----- Data records -----

//! Request types for the attendance engine API.
//!
//! This module defines the JSON request structures for the
//! `/attendance/summary` and `/leave/balance` endpoints.

use chrono::{DateTime, NaiveDate, NaiveTime, Utc};
use serde::{Deserialize, Serialize};

use crate::models::{AttendanceRecord, LeaveCategory, LeaveRequest, RequestStatus};

/// Request body for the `/attendance/summary` endpoint.
///
/// Contains the viewing context (employee, month, year) and the raw
/// attendance records the punch source collected for that month.
#[derive(Debug, Clone, Serialize, Deserialize)]
pub struct MonthSummaryRequest {
    /// The employee to summarize.
    pub employee_id: String,
    /// The month number (1-12).
    pub month: u32,
    /// The calendar year.
    pub year: i32,
    /// The employee's raw attendance records for the month.
    #[serde(default)]
    pub records: Vec<AttendanceRecordRequest>,
}

/// One raw attendance record in a summary request.
#[derive(Debug, Clone, Serialize, Deserialize)]
pub struct AttendanceRecordRequest {
    /// The date the record applies to.
    pub date: NaiveDate,
    /// The check-in time, if the employee punched in.
    #[serde(default)]
    pub check_in: Option<NaiveTime>,
    /// The check-out time, if the employee punched out.
    #[serde(default)]
    pub check_out: Option<NaiveTime>,
    /// The id of the approved leave type covering this date, if any.
    #[serde(default)]
    pub approved_leave: Option<String>,
    /// Where the punch was recorded. Display-only.
    #[serde(default)]
    pub location: Option<String>,
}

/// Request body for the `/leave/balance` endpoint.
#[derive(Debug, Clone, Serialize, Deserialize)]
pub struct LeaveBalanceRequest {
    /// The employee to compute the balance for.
    pub employee_id: String,
    /// The leave type to compute the balance of.
    pub leave_type_id: String,
    /// The allowance year.
    pub year: i32,
    /// The employee's leave requests.
    #[serde(default)]
    pub requests: Vec<LeaveRequestRequest>,
}

/// One leave request in a balance request.
#[derive(Debug, Clone, Serialize, Deserialize)]
pub struct LeaveRequestRequest {
    /// The employee who raised the request.
    pub employee_id: String,
    /// First date covered (inclusive).
    pub from: NaiveDate,
    /// Last date covered (inclusive).
    pub to: NaiveDate,
    /// The leave type being consumed.
    pub leave_type_id: String,
    /// How much of each covered day is consumed.
    pub category: LeaveCategory,
    /// The approver the request was routed to.
    pub approver_id: String,
    /// Free-text reason entered by the employee.
    #[serde(default)]
    pub reason: String,
    /// The lifecycle status.
    pub status: RequestStatus,
    /// When the request was created.
    pub created_at: DateTime<Utc>,
}

impl From<AttendanceRecordRequest> for AttendanceRecord {
    fn from(req: AttendanceRecordRequest) -> Self {
        AttendanceRecord {
            date: req.date,
            check_in: req.check_in,
            check_out: req.check_out,
            approved_leave: req.approved_leave,
            location: req.location,
        }
    }
}

impl From<LeaveRequestRequest> for LeaveRequest {
    fn from(req: LeaveRequestRequest) -> Self {
        LeaveRequest {
            employee_id: req.employee_id,
            from: req.from,
            to: req.to,
            leave_type_id: req.leave_type_id,
            category: req.category,
            approver_id: req.approver_id,
            reason: req.reason,
            status: req.status,
            created_at: req.created_at,
        }
    }
}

-----

Word for word, give the records again.

//! Request types for the attendance engine API.
//!
//! This module defines the JSON request structures for the
//! `/attendance/summary` and `/leave/balance` endpoints.

use chrono::{DateTime, NaiveDate, NaiveTime, Utc};
use serde::{Deserialize, Serialize};

use crate::models::{AttendanceRecord, LeaveCategory, LeaveRequest, RequestStatus};

/// Request body for the `/attendance/summary` endpoint.
///
/// Contains the viewing context (employee, month, year) and the raw
/// attendance records the punch source collected for that month.
#[derive(Debug, Clone, Serialize, Deserialize)]
pub struct MonthSummaryRequest {
    /// The employee to summarize.
    pub employee_id: String,
    /// The month number (1-12).
    pub month: u32,
    /// The calendar year.
    pub year: i32,
    /// The employee's raw attendance records for the month.
    #[serde(default)]
    pub records: Vec<AttendanceRecordRequest>,
}

/// One raw attendance record in a summary request.
#[derive(Debug, Clone, Serialize, Deserialize)]
pub struct AttendanceRecordRequest {
    /// The date the record applies to.
    pub date: NaiveDate,
    /// The check-in time, if the employee punched in.
    #[serde(default)]
    pub check_in: Option<NaiveTime>,
    /// The check-out time, if the employee punched out.
    #[serde(default)]
    pub check_out: Option<NaiveTime>,
    /// The id of the approved leave type covering this date, if any.
    #[serde(default)]
    pub approved_leave: Option<String>,
    /// Where the punch was recorded. Display-only.
    #[serde(default)]
    pub location: Option<String>,
}

/// Request body for the `/leave/balance` endpoint.
#[derive(Debug, Clone, Serialize, Deserialize)]
pub struct LeaveBalanceRequest {
    /// The employee to compute the balance for.
    pub employee_id: String,
    /// The leave type to compute the balance of.
    pub leave_type_id: String,
    /// The allowance year.
    pub year: i32,
    /// The employee's leave requests.
    #[serde(default)]
    pub requests: Vec<LeaveRequestRequest>,
}

/// One leave request in a balance request.
#[derive(Debug, Clone, Serialize, Deserialize)]
pub struct LeaveRequestRequest {
    /// The employee who raised the request.
    pub employee_id: String,
    /// First date covered (inclusive).
    pub from: NaiveDate,
    /// Last date covered (inclusive).
    pub to: NaiveDate,
    /// The leave type being consumed.
    pub leave_type_id: String,
    /// How much of each covered day is consumed.
    pub category: LeaveCategory,
    /// The approver the request was routed to.
    pub approver_id: String,
    /// Free-text reason entered by the employee.
    #[serde(default)]
    pub reason: String,
    /// The lifecycle status.
    pub status: RequestStatus,
    /// When the request was created.
    pub created_at: DateTime<Utc>,
}

impl From<AttendanceRecordRequest> for AttendanceRecord {
    fn from(req: AttendanceRecordRequest) -> Self {
        AttendanceRecord {
            date: req.date,
            check_in: req.check_in,
            check_out: req.check_out,
            approved_leave: req.approved_leave,
            location: req.location,
        }
    }
}

impl From<LeaveRequestRequest> for LeaveRequest {
    fn from(req: LeaveRequestRequest) -> Self {
        LeaveRequest {
            employee_id: req.employee_id,
            from: req.from,
            to: req.to,
            leave_type_id: req.leave_type_id,
            category: req.category,
            approver_id: req.approver_id,
            reason: req.reason,
            status: req.status,
            created_at: req.created_at,
        }
    }
}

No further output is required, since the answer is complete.